Lost paradise-anthropogenic pressure alters microbial functional diversity in an endangered endemic toad-habitat system.
Philippe J R Kok, Magdalena Urbaniak
Abstract
Open AccessTourism-driven human activity is increasingly disrupting fragile and once-pristine ecosystems worldwide, as evidenced by coral reef degradation in the Great Barrier Reef, vegetation loss in the Himalayas, and, as demonstrated in this study, microbial shifts in isolated highland habitats such as tepui summits. Integrating field-based ecological, microbiological, and conservation perspectives, this study provides novel insights into how anthropogenic disturbance-particularly tourism-affects microbial functional diversity across interconnected environmental (soil) and host-associated (amphibian skin and faeces) compartments in a globally unique and poorly studied highland ecosystem, the summit of Roraima-tepui in Venezuela. Our results provide clear evidence that anthropogenic disturbance on the summit of Roraima-tepui reduces microbial functional diversity-by 59% in soil and by 21% and 14% in the skin and faecal microbiomes of the (near)endemic toad Oreophrynella quelchii, respectively-compared to pristine sites.
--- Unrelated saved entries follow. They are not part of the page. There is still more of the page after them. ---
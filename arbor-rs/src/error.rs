//! Error types.
//!
//! Failures are split by phase:
//!
//! - [`ParseError`]: why a single parser rejected its input.
//! - [`CommandError`]: why one `execute` call did not complete. Recoverable,
//!   never touches shared state.
//! - [`RegistrationError`]: why a command could not be inserted into the tree.
//!   Raised only while registering, and meant to abort startup.

use std::fmt;

/// Boxed error used for handler failures and opaque parser causes.
pub type BoxError = Box<dyn std::error::Error + Send + Sync + 'static>;

/// Result of a single parser invocation.
pub type ParseResult<T> = Result<T, ParseError>;

// ============================================================================
// Parse Errors
// ============================================================================

/// Reason a parser rejected its input.
#[derive(Debug, thiserror::Error)]
pub enum ParseError {
    #[error("no input was provided")]
    NoInputProvided,

    #[error("'{input}' is not a valid {expected}")]
    InvalidValue { input: String, expected: String },

    #[error("'{input}' is not in the range {min} to {max}")]
    OutOfRange {
        input: String,
        min: String,
        max: String,
    },

    #[error("unterminated quoted string: {input}")]
    UnterminatedQuote { input: String },

    #[error("'{input}' is not one of: {}", choices.join(", "))]
    UnknownChoice { input: String, choices: Vec<String> },

    #[error("{message} (at position {position})")]
    Grammar { message: String, position: usize },

    #[error("{0}")]
    Custom(String),

    #[error(transparent)]
    Other(BoxError),
}

impl ParseError {
    /// Convenience constructor for a free-form failure.
    pub fn custom(message: impl Into<String>) -> Self {
        ParseError::Custom(message.into())
    }

    /// Wrap an arbitrary error, e.g. from a remote lookup.
    pub fn other(error: impl Into<BoxError>) -> Self {
        ParseError::Other(error.into())
    }

    pub fn invalid(input: impl Into<String>, expected: impl Into<String>) -> Self {
        ParseError::InvalidValue {
            input: input.into(),
            expected: expected.into(),
        }
    }
}

// ============================================================================
// Command Errors
// ============================================================================

/// Discriminant of [`CommandError`], used to key exception handlers.
#[derive(Debug, Clone, Copy, PartialEq, Eq, Hash)]
pub enum FailureKind {
    NoSuchCommand,
    ArgumentParse,
    NoPermission,
    InvalidSyntax,
    Handler,
    Cancelled,
}

impl fmt::Display for FailureKind {
    fn fmt(&self, f: &mut fmt::Formatter<'_>) -> fmt::Result {
        let name = match self {
            FailureKind::NoSuchCommand => "no-such-command",
            FailureKind::ArgumentParse => "argument-parse",
            FailureKind::NoPermission => "no-permission",
            FailureKind::InvalidSyntax => "invalid-syntax",
            FailureKind::Handler => "handler",
            FailureKind::Cancelled => "cancelled",
        };
        f.write_str(name)
    }
}

/// Failure of a single `execute` call.
///
/// Everything except [`CommandError::Handler`] is produced while resolving the
/// input against the tree, before any handler runs.
#[derive(Debug, thiserror::Error)]
pub enum CommandError {
    /// No child of the deepest reached node accepts the next token.
    #[error("unknown command '{input}'{}", format_path(path))]
    NoSuchCommand { input: String, path: Vec<String> },

    /// A required argument failed to parse.
    #[error("invalid value for argument '{component}': {source}")]
    ArgumentParse {
        component: String,
        #[source]
        source: ParseError,
    },

    /// The sender fails the permission of the node at `path`.
    #[error("no permission to use '{}' (requires {permission})", path.join(" "))]
    NoPermission { path: Vec<String>, permission: String },

    /// Input ended before an executable node was reached.
    #[error("invalid syntax, expected: {syntax}")]
    InvalidSyntax { syntax: String },

    /// The handler itself returned an error or panicked.
    #[error("command handler failed: {0}")]
    Handler(#[source] BoxError),

    #[error("command execution was cancelled")]
    Cancelled,
}

impl CommandError {
    pub fn kind(&self) -> FailureKind {
        match self {
            CommandError::NoSuchCommand { .. } => FailureKind::NoSuchCommand,
            CommandError::ArgumentParse { .. } => FailureKind::ArgumentParse,
            CommandError::NoPermission { .. } => FailureKind::NoPermission,
            CommandError::InvalidSyntax { .. } => FailureKind::InvalidSyntax,
            CommandError::Handler(_) => FailureKind::Handler,
            CommandError::Cancelled => FailureKind::Cancelled,
        }
    }
}

fn format_path(path: &[String]) -> String {
    if path.is_empty() {
        String::new()
    } else {
        format!(" after '{}'", path.join(" "))
    }
}

// ============================================================================
// Registration Errors
// ============================================================================

/// Command could not be inserted into the tree.
///
/// The tree is left exactly as it was before the failed call.
#[derive(Debug, thiserror::Error)]
pub enum RegistrationError {
    #[error("ambiguous command at '{path}': {reason}")]
    Ambiguous { path: String, reason: String },

    #[error("variable-arity argument '{component}' must be the last argument at its position")]
    VariableArityNotLast { component: String },

    #[error("required component '{component}' follows an optional argument")]
    RequiredAfterOptional { component: String },

    #[error("component name '{name}' is used twice in the same command")]
    DuplicateComponent { name: String },

    #[error("default value for '{component}' does not have the parser's value type {expected}")]
    DefaultTypeMismatch { component: String, expected: String },

    #[error("command '{command}' has no handler")]
    MissingHandler { command: String },

    #[error("registration is locked")]
    Locked,
}

// ============================================================================
// Context / Coordinator Errors
// ============================================================================

/// Typed access to a [`CommandContext`](crate::CommandContext) failed.
#[derive(Debug, thiserror::Error)]
pub enum ContextError {
    #[error("no value bound for '{name}'")]
    Missing { name: String },

    #[error("value bound for '{name}' is not a {expected}")]
    TypeMismatch { name: String, expected: &'static str },
}

#[derive(Debug, thiserror::Error)]
pub enum CoordinatorError {
    #[error("threaded execution requires a tokio runtime")]
    NoRuntime(#[source] tokio::runtime::TryCurrentError),
}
Our findings raise significant concern, as alterations in microbial composition and functions could disrupt host immunity and disease resistance in this unique, insular, and ecologically fragile ecosystem, particularly given the recent detection of anthropogenic pathogen incursion in amphibian communities. Our results stress the need to better understand the link between the observed shift in the skin microbiome's functional profiles in O. quelchii at summit sites most impacted by tourism and the recent emergence of the fungal pathogen Batrachochytrium dendrobatidis in the same environmental context. Our findings underscore the urgent need to mitigate human-induced pressures threatening the ecological integrity of the summit of Roraima-tepui, one of the world's most fragile and irreplaceable montane habitats.